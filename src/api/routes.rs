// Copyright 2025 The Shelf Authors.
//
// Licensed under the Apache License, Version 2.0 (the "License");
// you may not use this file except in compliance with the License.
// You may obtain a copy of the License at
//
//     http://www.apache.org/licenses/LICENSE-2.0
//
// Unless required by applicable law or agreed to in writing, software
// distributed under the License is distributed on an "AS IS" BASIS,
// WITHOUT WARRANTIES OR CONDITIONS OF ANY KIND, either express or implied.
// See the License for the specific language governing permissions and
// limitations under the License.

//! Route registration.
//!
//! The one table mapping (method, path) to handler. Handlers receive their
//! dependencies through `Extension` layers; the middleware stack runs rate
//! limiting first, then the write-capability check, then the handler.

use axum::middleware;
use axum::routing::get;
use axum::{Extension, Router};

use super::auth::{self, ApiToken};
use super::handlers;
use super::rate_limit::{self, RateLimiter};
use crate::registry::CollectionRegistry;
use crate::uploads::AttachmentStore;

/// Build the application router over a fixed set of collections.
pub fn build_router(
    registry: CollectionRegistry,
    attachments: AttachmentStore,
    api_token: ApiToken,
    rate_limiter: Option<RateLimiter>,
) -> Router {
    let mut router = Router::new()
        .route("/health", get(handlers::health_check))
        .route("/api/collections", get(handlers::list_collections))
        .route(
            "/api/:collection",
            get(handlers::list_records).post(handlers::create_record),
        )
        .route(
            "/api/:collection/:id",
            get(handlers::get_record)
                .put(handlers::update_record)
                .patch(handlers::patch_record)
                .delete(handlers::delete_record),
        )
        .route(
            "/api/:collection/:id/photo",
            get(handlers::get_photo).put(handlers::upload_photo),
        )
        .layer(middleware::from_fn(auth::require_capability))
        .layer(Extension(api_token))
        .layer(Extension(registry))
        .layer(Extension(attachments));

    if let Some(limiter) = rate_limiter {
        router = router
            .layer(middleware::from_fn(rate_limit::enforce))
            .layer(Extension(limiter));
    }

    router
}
§ §
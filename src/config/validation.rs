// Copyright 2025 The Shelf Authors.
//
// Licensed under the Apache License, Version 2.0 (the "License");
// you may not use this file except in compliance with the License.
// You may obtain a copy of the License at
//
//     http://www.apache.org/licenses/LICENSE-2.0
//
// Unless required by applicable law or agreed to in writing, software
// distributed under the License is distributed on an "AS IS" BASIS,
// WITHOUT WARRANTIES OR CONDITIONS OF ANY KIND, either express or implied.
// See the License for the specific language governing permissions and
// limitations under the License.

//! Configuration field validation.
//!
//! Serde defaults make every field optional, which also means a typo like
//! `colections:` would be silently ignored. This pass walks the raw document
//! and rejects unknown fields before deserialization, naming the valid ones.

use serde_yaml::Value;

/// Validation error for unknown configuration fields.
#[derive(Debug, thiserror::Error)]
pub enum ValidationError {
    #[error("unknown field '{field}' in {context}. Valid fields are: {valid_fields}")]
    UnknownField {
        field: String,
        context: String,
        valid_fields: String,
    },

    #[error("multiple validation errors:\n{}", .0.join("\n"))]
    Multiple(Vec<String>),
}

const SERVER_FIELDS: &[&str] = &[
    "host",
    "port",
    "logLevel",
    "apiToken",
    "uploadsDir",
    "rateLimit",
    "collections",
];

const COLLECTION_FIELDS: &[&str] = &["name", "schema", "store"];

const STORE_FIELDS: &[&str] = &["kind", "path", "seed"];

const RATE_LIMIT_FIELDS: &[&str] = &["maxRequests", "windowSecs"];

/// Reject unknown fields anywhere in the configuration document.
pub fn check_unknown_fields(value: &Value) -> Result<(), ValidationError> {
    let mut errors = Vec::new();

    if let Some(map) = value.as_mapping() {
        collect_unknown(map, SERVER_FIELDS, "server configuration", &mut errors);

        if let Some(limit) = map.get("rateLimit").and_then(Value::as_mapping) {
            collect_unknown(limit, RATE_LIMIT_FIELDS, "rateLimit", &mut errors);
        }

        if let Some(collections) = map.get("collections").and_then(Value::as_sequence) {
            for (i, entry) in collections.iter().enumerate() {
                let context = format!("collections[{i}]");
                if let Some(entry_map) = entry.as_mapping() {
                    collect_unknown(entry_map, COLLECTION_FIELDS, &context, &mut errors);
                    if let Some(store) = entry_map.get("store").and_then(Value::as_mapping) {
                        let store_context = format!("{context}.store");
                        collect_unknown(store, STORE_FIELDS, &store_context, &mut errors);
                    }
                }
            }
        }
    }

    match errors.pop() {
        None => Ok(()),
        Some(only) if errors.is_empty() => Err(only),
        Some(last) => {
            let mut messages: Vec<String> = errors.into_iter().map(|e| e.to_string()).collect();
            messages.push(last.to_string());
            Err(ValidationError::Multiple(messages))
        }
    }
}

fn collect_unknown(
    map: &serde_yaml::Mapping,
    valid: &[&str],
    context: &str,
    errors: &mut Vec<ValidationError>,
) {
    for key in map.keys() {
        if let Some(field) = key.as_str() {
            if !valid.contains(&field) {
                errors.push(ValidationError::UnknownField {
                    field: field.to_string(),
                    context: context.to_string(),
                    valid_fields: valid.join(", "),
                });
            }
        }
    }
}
§ §
Filter on the word "self": copy each matching line from the entries above.

*Solved exercise*.
use super::auth::{self, ApiToken};
use super::rate_limit::{self, RateLimiter};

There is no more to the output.